Similarly, myopia is characterized by a large disc, increased vertical diameter, temporal tilt, shallow cupping, increased beta zone peripapillary atrophy, and decreased retinal nerve fiber layer thickness.
The visual field defects in myopia can include an enlarged blind spot, a nasal step in 15.6%, and arcuate and paracentral scotomas in 35.5% and 28.1%, respectively. Arcuate scotomas, Dr. Williams noted, may correspond to thin rim tissue at the inferior and superior poles.
So optical coherence imaging may not be very helpful.
Important treatment questions
So the question arises for physicians about when to begin treatment when faced with a patient suspected of having glaucoma and concomitant myopia.
She advises physicians to assess each patient’s risk factors. These include the family history, the presence of higher intraocular pressure, a thin cornea, and low blood pressure. The next step in the assessment is identifying progression in these patients.
However, when considering treatment she advised avoiding filtering surgery.
A second question that arises concerns myopia treatment as a glaucoma prevention strategy. Treatment may be a consideration, since the data from a recent study indicated that for every 1-diopter increase in myopia, the prevalence of open-angle glaucoma increases by 20%.3
When faced with differentiating glaucoma and myopia, Dr. Williams reviewed the primary considerations.
1. Structural and functional defects in myopic eyes are difficult to distinguish from glaucomatous defects.
2. Visual defects and OCT imaging may not be helpful for differentiating the 2 diseases.
3. Patients should be monitored for progression.
4. Patient risk factor analysis is especially important.

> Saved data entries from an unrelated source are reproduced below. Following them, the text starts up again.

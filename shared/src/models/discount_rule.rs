//! Discount rule model
//!
//! Rules are authored externally (CMS) and are read-only to the engine.
//! The discount type drives which fields are relevant, so the type/value
//! pairs are modeled as tagged unions: the evaluator and calculator match
//! exhaustively and can never read a field that does not apply.

use crate::models::cart::ItemId;
use crate::money::Money;
use rust_decimal::Decimal;
use serde::{Deserialize, Serialize};
use std::collections::BTreeSet;
use thiserror::Error;

/// Lowest (first-evaluated) rule priority
pub const PRIORITY_MIN: u8 = 1;
/// Highest (last-evaluated) rule priority
pub const PRIORITY_MAX: u8 = 10;

/// Which carts a rule targets and the condition gating it
#[derive(Debug, Clone, Serialize, Deserialize, PartialEq, Eq)]
#[serde(tag = "discount_type", rename_all = "SCREAMING_SNAKE_CASE")]
pub enum DiscountScope {
    /// Applies to every item in the cart
    AllApps,
    /// Applies only to the listed items
    SpecificApps { applicable_item_ids: BTreeSet<ItemId> },
    /// Applies to the whole cart once the subtotal reaches a threshold
    MinimumTotal { minimum_amount: Money },
    /// Applies to the whole cart for first-time buyers only
    FirstTimePurchase,
    /// Applies to the listed items once enough of them are in the cart
    Bundle {
        applicable_item_ids: BTreeSet<ItemId>,
        minimum_item_count: u32,
    },
}

impl DiscountScope {
    /// Whether a cart line with this item id participates in the discount base
    pub fn applies_to(&self, item_id: &str) -> bool {
        match self {
            DiscountScope::AllApps
            | DiscountScope::MinimumTotal { .. }
            | DiscountScope::FirstTimePurchase => true,
            DiscountScope::SpecificApps {
                applicable_item_ids,
            }
            | DiscountScope::Bundle {
                applicable_item_ids,
                ..
            } => applicable_item_ids.contains(item_id),
        }
    }
}

/// How the reduction is computed
#[derive(Debug, Clone, Serialize, Deserialize, PartialEq, Eq)]
#[serde(tag = "value_type", rename_all = "SCREAMING_SNAKE_CASE")]
pub enum DiscountValue {
    /// Percentage of the discount base, optionally capped
    Percentage {
        percent: Decimal,
        #[serde(default, skip_serializing_if = "Option::is_none")]
        max_discount: Option<Money>,
    },
    /// Fixed amount, never more than the base it applies to
    Fixed { amount: Money },
}

/// Usage caps for a code
#[derive(Debug, Clone, Default, Serialize, Deserialize, PartialEq, Eq)]
pub struct UsageLimit {
    /// Caps are only enforced when enabled
    #[serde(default)]
    pub enabled: bool,
    /// Total redemptions across all users
    #[serde(default, skip_serializing_if = "Option::is_none")]
    pub total_uses: Option<u32>,
    /// Redemptions per user key
    #[serde(default, skip_serializing_if = "Option::is_none")]
    pub per_user_limit: Option<u32>,
}

/// Discount rule entity
#[derive(Debug, Clone, Serialize, Deserialize, PartialEq)]
pub struct DiscountRule {
    /// Unique code, case-insensitive, stored uppercase
    pub code: String,
    #[serde(default, skip_serializing_if = "Option::is_none")]
    pub description: Option<String>,
    #[serde(flatten)]
    pub scope: DiscountScope,
    #[serde(flatten)]
    pub value: DiscountValue,
    #[serde(default)]
    pub usage_limit: UsageLimit,
    /// Valid from datetime (Unix millis), inclusive
    pub valid_from: i64,
    /// Valid until datetime (Unix millis), inclusive; strictly after `valid_from`
    pub valid_to: i64,
    /// Whether the code may combine with catalog promotions
    #[serde(default)]
    pub stackable_with_promotions: bool,
    /// 1..=10, 1 evaluated first when multiple rules could apply
    pub priority: u8,
    #[serde(default = "default_true")]
    pub is_active: bool,
    /// Creation timestamp (Unix millis)
    #[serde(default)]
    pub created_at: i64,
}

fn default_true() -> bool {
    true
}

impl DiscountRule {
    /// Canonical form of a code: trimmed, uppercase
    pub fn normalize_code(code: &str) -> String {
        code.trim().to_uppercase()
    }

    /// This rule's code in canonical form
    pub fn normalized_code(&self) -> String {
        Self::normalize_code(&self.code)
    }

    /// Whether `now` (Unix millis) falls inside the validity window
    pub fn is_within_window(&self, now: i64) -> bool {
        now >= self.valid_from && now <= self.valid_to
    }

    /// Structural validation, for the authoring layer feeding the registry
    pub fn validate(&self) -> Result<(), RuleValidationError> {
        if Self::normalize_code(&self.code).is_empty() {
            return Err(RuleValidationError::EmptyCode);
        }
        if self.valid_to <= self.valid_from {
            return Err(RuleValidationError::WindowInverted {
                valid_from: self.valid_from,
                valid_to: self.valid_to,
            });
        }
        if !(PRIORITY_MIN..=PRIORITY_MAX).contains(&self.priority) {
            return Err(RuleValidationError::PriorityOutOfRange(self.priority));
        }

        match &self.value {
            DiscountValue::Percentage {
                percent,
                max_discount,
            } => {
                if *percent <= Decimal::ZERO || *percent > Decimal::ONE_HUNDRED {
                    return Err(RuleValidationError::PercentOutOfRange(*percent));
                }
                if let Some(cap) = max_discount
                    && !cap.is_positive()
                {
                    return Err(RuleValidationError::NonPositiveAmount("max_discount"));
                }
            }
            DiscountValue::Fixed { amount } => {
                if !amount.is_positive() {
                    return Err(RuleValidationError::NonPositiveAmount("amount"));
                }
            }
        }

        match &self.scope {
            DiscountScope::SpecificApps {
                applicable_item_ids,
            } if applicable_item_ids.is_empty() => Err(RuleValidationError::NoApplicableIds),
            DiscountScope::Bundle {
                applicable_item_ids,
                minimum_item_count,
            } => {
                if applicable_item_ids.is_empty() {
                    Err(RuleValidationError::NoApplicableIds)
                } else if *minimum_item_count < 1 {
                    Err(RuleValidationError::BundleCountTooSmall)
                } else {
                    Ok(())
                }
            }
            DiscountScope::MinimumTotal { minimum_amount } if !minimum_amount.is_positive() => {
                Err(RuleValidationError::NonPositiveAmount("minimum_amount"))
            }
            _ => Ok(()),
        }
    }
}

/// Structural problems in an authored rule
#[derive(Debug, Clone, PartialEq, Error)]
pub enum RuleValidationError {
    #[error("code must not be empty")]
    EmptyCode,
    #[error("valid_to ({valid_to}) must be strictly after valid_from ({valid_from})")]
    WindowInverted { valid_from: i64, valid_to: i64 },
    #[error("priority {0} outside 1..=10")]
    PriorityOutOfRange(u8),
    #[error("percentage {0} outside (0, 100]")]
    PercentOutOfRange(Decimal),
    #[error("{0} must be positive")]
    NonPositiveAmount(&'static str),
    #[error("applicable_item_ids must not be empty")]
    NoApplicableIds,
    #[error("bundle minimum_item_count must be at least 1")]
    BundleCountTooSmall,
}
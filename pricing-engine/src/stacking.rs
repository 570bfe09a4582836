//! Stacking policy
//!
//! Decides whether a discount code may combine with item-level promotions
//! already reflected in catalog prices. The check is cart-wide, not
//! per-line: a single promotional line blocks a non-stackable code for the
//! entire cart, matching the all-or-nothing checkout total.

use shared::{CartLineSnapshot, DiscountRule};

/// Whether `rule` may be applied on top of the cart's active promotions
pub fn can_stack(rule: &DiscountRule, cart: &[CartLineSnapshot]) -> bool {
    if rule.stackable_with_promotions {
        return true;
    }
    !cart.iter().any(|line| line.promotion_active)
}
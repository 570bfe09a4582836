//! Shared types for the storefront pricing stack
//!
//! Common types used across the workspace: money primitives, the discount
//! rule model, cart snapshots, the pricing receipt, and the rejection
//! taxonomy surfaced to the checkout UI.

pub mod config;
pub mod error;
pub mod models;
pub mod money;
pub mod receipt;

// Re-exports
pub use serde::{Deserialize, Serialize};

pub use config::StoreConfig;
pub use error::{PricingError, RejectionReason};
pub use models::cart::{CartLineSnapshot, ItemId};
pub use models::discount_rule::{DiscountRule, DiscountScope, DiscountValue, UsageLimit};
pub use money::{Currency, Money, MoneyError};
pub use receipt::PricingResult;
//! Store configuration
//!
//! Explicit configuration handed to the engine at construction. There is no
//! process-wide mutable settings object; callers that need different
//! settings construct a different engine.

use crate::money::{Currency, Money};
use serde::{Deserialize, Serialize};

/// Storefront settings relevant to pricing
#[derive(Debug, Clone, Copy, Default, Serialize, Deserialize, PartialEq, Eq)]
pub struct StoreConfig {
    /// Settlement currency; every cart line must be priced in it
    #[serde(default)]
    pub currency: Currency,
}

impl StoreConfig {
    pub const fn new(currency: Currency) -> Self {
        Self { currency }
    }

    /// Zero amount in the store currency (subtotal of an empty cart)
    pub const fn zero(&self) -> Money {
        Money::zero(self.currency)
    }
}
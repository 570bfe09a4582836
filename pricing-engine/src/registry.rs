//! Discount code registry
//!
//! Collaborator contract for rule lookup and the redemption ledger. Rules
//! are authored externally and read-only here; the only mutation is
//! [`DiscountRegistry::record_usage`], called once per completed purchase —
//! never during pricing previews, so a second apply click can't burn a use.

use crate::stacking::can_stack;
use async_trait::async_trait;
use parking_lot::RwLock;
use shared::models::discount_rule::RuleValidationError;
use shared::{CartLineSnapshot, DiscountRule, PricingError};
use std::collections::HashMap;
use thiserror::Error;

/// Redemption counters for one code
#[derive(Debug, Clone, Copy, Default, PartialEq, Eq)]
pub struct UsageCounters {
    /// Redemptions across all users
    pub total: u32,
    /// Redemptions by the queried user, when a user key was supplied
    pub by_user: Option<u32>,
}

/// Failures while recording a redemption
#[derive(Debug, Clone, PartialEq, Error)]
pub enum UsageError {
    /// The cap was exhausted between preview and completion
    #[error("usage limit reached for code {0}")]
    LimitReached(String),
    #[error("unknown code {0}")]
    UnknownCode(String),
    #[error(transparent)]
    Infra(#[from] PricingError),
}

/// Lookup and redemption-ledger contract
#[async_trait]
pub trait DiscountRegistry: Send + Sync {
    /// Case-insensitive code lookup; codes are stored uppercase
    async fn find_by_code(&self, code: &str) -> Result<Option<DiscountRule>, PricingError>;

    /// Current redemption counters for a code
    async fn usage_counters(
        &self,
        code: &str,
        user_key: Option<&str>,
    ) -> Result<UsageCounters, PricingError>;

    /// Rules currently applicable to this cart, priority ascending
    ///
    /// For UI suggestion display only; pricing always goes through
    /// [`find_by_code`](Self::find_by_code) with an explicit code.
    async fn list_active_stackable(
        &self,
        cart: &[CartLineSnapshot],
        now: i64,
    ) -> Result<Vec<DiscountRule>, PricingError>;

    /// Record one redemption at purchase completion
    ///
    /// Must check-and-increment atomically against both the global and the
    /// per-user cap, so concurrent checkouts cannot overrun a nearly
    /// exhausted code.
    async fn record_usage(&self, code: &str, user_key: &str) -> Result<(), UsageError>;
}

#[derive(Debug, Default)]
struct CodeLedger {
    total: u32,
    by_user: HashMap<String, u32>,
}

/// In-memory registry with an RwLock'd rule map and redemption ledger
///
/// Reference implementation for tests; production callers put the CMS-backed
/// registry and a transactional ledger behind the same trait.
#[derive(Debug, Default)]
pub struct InMemoryRegistry {
    rules: RwLock<HashMap<String, DiscountRule>>,
    ledger: RwLock<HashMap<String, CodeLedger>>,
}

impl InMemoryRegistry {
    pub fn new() -> Self {
        Self::default()
    }

    /// Validate and store a rule under its normalized code
    pub fn insert(&self, rule: DiscountRule) -> Result<(), RuleValidationError> {
        rule.validate()?;
        self.rules.write().insert(rule.normalized_code(), rule);
        Ok(())
    }
}

#[async_trait]
impl DiscountRegistry for InMemoryRegistry {
    async fn find_by_code(&self, code: &str) -> Result<Option<DiscountRule>, PricingError> {
        let normalized = DiscountRule::normalize_code(code);
        Ok(self.rules.read().get(&normalized).cloned())
    }

    async fn usage_counters(
        &self,
        code: &str,
        user_key: Option<&str>,
    ) -> Result<UsageCounters, PricingError> {
        let normalized = DiscountRule::normalize_code(code);
        let ledger = self.ledger.read();
        let Some(entry) = ledger.get(&normalized) else {
            return Ok(UsageCounters {
                total: 0,
                by_user: user_key.map(|_| 0),
            });
        };
        Ok(UsageCounters {
            total: entry.total,
            by_user: user_key.map(|key| entry.by_user.get(key).copied().unwrap_or(0)),
        })
    }

    async fn list_active_stackable(
        &self,
        cart: &[CartLineSnapshot],
        now: i64,
    ) -> Result<Vec<DiscountRule>, PricingError> {
        let rules = self.rules.read();
        let mut matches: Vec<DiscountRule> = rules
            .values()
            .filter(|rule| {
                rule.is_active
                    && rule.is_within_window(now)
                    && can_stack(rule, cart)
                    && cart.iter().any(|line| rule.scope.applies_to(&line.item_id))
            })
            .cloned()
            .collect();

        matches.sort_by(|a, b| {
            a.priority
                .cmp(&b.priority)
                .then_with(|| a.code.cmp(&b.code))
        });
        Ok(matches)
    }

    async fn record_usage(&self, code: &str, user_key: &str) -> Result<(), UsageError> {
        let normalized = DiscountRule::normalize_code(code);
        let rules = self.rules.read();
        let Some(rule) = rules.get(&normalized) else {
            return Err(UsageError::UnknownCode(normalized));
        };

        // Single write lock spans check and increment
        let mut ledger = self.ledger.write();
        let entry = ledger.entry(normalized.clone()).or_default();

        if rule.usage_limit.enabled {
            if let Some(cap) = rule.usage_limit.total_uses
                && entry.total >= cap
            {
                return Err(UsageError::LimitReached(normalized));
            }
            if let Some(cap) = rule.usage_limit.per_user_limit
                && entry.by_user.get(user_key).copied().unwrap_or(0) >= cap
            {
                return Err(UsageError::LimitReached(normalized));
            }
        }

        entry.total += 1;
        *entry.by_user.entry(user_key.to_string()).or_insert(0) += 1;
        Ok(())
    }
}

She concluded, “Physicians should monitor patients for progression and lean toward treatment in the presence of risk factors, such as age, family history, thin cornea, higher intraocular pressure, and low blood pressure.”
1. Holden BA, Fricke TR, Wilson DA, et al. Global prevalence of myopia and high myopia and temporal trends from 2000 through 2050. Ophthalmology 2016;123:1036-42.
2. Marcus MW, de Vries MM, Junoy Montolio FG, et al. Myopia as a risk factor for open-angle glaucoma: A systemic review and meta-analysis. Ophthalmology 2011;118:1989-94.e2.
3. Bullimore MA, Ritchey ER, Shah S, et al. The risks and benefits of myopia control. Ophthalmology 2021;128:1561-79.